Data for this task.
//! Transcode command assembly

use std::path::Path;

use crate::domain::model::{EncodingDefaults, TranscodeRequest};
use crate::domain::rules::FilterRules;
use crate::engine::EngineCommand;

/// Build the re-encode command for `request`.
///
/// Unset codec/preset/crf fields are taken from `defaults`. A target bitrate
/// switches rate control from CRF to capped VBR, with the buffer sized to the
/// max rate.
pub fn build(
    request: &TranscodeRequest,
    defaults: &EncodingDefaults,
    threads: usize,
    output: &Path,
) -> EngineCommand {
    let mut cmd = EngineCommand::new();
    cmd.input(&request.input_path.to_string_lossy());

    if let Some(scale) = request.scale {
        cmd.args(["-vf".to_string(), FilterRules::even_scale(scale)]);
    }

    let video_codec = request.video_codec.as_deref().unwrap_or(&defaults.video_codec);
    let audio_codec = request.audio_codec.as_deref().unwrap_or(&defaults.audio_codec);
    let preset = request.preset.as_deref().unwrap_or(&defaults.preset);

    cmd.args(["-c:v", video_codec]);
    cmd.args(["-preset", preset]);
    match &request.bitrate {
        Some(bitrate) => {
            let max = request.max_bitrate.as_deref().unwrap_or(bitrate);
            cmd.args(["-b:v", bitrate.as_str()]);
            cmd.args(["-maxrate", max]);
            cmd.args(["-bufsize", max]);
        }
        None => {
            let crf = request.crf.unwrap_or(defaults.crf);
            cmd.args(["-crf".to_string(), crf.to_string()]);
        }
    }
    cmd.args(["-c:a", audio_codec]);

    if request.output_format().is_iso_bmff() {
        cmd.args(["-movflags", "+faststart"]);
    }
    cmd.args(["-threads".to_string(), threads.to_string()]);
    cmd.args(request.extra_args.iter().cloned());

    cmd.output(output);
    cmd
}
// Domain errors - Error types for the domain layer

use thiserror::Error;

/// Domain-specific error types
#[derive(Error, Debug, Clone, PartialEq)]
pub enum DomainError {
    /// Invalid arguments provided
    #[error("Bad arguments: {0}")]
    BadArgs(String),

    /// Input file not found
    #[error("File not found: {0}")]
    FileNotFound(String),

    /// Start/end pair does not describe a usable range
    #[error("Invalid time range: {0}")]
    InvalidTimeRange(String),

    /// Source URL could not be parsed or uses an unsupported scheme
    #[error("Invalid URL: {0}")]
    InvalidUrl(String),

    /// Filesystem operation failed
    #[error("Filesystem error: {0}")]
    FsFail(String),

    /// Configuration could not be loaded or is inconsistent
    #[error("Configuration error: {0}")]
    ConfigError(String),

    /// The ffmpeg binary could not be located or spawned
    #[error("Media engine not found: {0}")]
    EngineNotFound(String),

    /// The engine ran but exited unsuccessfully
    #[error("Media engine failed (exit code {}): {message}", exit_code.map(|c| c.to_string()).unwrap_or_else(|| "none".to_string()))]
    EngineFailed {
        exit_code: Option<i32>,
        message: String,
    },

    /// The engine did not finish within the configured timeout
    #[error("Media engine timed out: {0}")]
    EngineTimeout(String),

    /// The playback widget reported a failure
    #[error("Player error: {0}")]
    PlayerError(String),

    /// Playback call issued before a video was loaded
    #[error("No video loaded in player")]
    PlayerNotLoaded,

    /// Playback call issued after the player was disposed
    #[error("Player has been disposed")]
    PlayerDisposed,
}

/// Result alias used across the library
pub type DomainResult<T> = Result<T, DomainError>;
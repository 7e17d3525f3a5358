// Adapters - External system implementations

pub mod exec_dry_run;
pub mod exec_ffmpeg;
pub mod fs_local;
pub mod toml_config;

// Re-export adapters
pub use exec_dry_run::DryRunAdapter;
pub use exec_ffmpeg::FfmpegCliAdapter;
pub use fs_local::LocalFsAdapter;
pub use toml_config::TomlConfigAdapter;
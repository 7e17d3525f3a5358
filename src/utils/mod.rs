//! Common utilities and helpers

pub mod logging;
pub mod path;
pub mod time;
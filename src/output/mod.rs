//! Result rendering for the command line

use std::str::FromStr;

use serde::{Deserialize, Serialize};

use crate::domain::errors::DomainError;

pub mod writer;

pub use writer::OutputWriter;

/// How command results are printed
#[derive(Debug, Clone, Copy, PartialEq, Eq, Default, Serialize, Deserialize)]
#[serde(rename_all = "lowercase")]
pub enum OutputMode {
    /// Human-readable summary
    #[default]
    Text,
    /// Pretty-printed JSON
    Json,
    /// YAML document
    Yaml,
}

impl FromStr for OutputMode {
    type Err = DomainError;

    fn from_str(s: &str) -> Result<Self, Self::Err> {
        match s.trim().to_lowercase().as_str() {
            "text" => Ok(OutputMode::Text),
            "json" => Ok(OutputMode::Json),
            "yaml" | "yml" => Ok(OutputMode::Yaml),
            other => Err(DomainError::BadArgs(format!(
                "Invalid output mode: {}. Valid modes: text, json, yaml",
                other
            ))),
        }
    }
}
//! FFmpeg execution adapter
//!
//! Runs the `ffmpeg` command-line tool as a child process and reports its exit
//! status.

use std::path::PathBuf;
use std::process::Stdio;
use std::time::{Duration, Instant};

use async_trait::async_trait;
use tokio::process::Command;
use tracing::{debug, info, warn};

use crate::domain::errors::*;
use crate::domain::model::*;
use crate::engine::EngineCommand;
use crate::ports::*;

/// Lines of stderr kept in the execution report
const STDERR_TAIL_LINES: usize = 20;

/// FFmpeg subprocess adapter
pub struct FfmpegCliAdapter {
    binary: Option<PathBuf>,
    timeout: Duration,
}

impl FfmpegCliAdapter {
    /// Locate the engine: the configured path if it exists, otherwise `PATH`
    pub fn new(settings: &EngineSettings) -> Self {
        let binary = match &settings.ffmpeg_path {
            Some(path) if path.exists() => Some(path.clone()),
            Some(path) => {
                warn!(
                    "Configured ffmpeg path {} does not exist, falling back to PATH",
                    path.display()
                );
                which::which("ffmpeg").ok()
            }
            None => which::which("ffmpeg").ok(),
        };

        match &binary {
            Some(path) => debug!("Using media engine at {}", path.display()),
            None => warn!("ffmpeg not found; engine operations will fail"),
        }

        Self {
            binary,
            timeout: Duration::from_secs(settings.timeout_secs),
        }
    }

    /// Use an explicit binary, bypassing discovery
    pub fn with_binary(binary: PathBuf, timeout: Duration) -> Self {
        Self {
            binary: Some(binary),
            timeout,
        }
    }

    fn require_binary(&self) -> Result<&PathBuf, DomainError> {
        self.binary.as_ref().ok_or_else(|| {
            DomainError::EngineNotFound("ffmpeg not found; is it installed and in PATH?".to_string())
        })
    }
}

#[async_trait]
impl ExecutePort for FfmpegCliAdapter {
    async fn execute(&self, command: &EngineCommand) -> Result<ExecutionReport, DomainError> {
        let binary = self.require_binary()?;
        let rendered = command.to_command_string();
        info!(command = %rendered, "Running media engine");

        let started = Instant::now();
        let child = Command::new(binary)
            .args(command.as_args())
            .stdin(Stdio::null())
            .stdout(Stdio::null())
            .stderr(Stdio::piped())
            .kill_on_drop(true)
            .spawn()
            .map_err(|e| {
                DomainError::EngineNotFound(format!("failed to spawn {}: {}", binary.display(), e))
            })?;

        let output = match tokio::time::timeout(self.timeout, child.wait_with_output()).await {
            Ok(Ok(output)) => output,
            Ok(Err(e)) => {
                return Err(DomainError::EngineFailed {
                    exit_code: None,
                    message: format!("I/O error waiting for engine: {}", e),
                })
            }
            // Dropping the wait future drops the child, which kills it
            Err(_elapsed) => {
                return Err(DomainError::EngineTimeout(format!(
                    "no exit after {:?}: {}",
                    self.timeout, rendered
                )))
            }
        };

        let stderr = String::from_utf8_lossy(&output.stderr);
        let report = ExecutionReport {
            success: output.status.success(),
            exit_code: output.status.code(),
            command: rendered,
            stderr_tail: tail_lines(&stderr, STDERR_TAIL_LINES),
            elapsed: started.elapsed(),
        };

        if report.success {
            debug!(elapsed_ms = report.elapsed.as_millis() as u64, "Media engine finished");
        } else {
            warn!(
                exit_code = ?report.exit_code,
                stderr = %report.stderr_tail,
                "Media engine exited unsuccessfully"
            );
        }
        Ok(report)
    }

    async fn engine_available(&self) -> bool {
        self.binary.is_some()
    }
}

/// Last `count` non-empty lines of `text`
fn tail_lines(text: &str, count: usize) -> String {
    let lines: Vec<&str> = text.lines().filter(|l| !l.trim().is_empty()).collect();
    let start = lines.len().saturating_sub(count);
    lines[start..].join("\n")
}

Problem description. From the records above, extract exactly and only the lines that begin at the line with "FFmpeg subprocess adapter" and stop after the line with "async fn execute(&self, command: &EngineCommand)".

Exercise response.
/// FFmpeg subprocess adapter
pub struct FfmpegCliAdapter {
    binary: Option<PathBuf>,
    timeout: Duration,
}

impl FfmpegCliAdapter {
    /// Locate the engine: the configured path if it exists, otherwise `PATH`
    pub fn new(settings: &EngineSettings) -> Self {
        let binary = match &settings.ffmpeg_path {
            Some(path) if path.exists() => Some(path.clone()),
            Some(path) => {
                warn!(
                    "Configured ffmpeg path {} does not exist, falling back to PATH",
                    path.display()
                );
                which::which("ffmpeg").ok()
            }
            None => which::which("ffmpeg").ok(),
        };

        match &binary {
            Some(path) => debug!("Using media engine at {}", path.display()),
            None => warn!("ffmpeg not found; engine operations will fail"),
        }

        Self {
            binary,
            timeout: Duration::from_secs(settings.timeout_secs),
        }
    }

    /// Use an explicit binary, bypassing discovery
    pub fn with_binary(binary: PathBuf, timeout: Duration) -> Self {
        Self {
            binary: Some(binary),
            timeout,
        }
    }

    fn require_binary(&self) -> Result<&PathBuf, DomainError> {
        self.binary.as_ref().ok_or_else(|| {
            DomainError::EngineNotFound("ffmpeg not found; is it installed and in PATH?".to_string())
        })
    }
}

#[async_trait]
impl ExecutePort for FfmpegCliAdapter {
    async fn execute(&self, command: &EngineCommand) -> Result<ExecutionReport, DomainError> {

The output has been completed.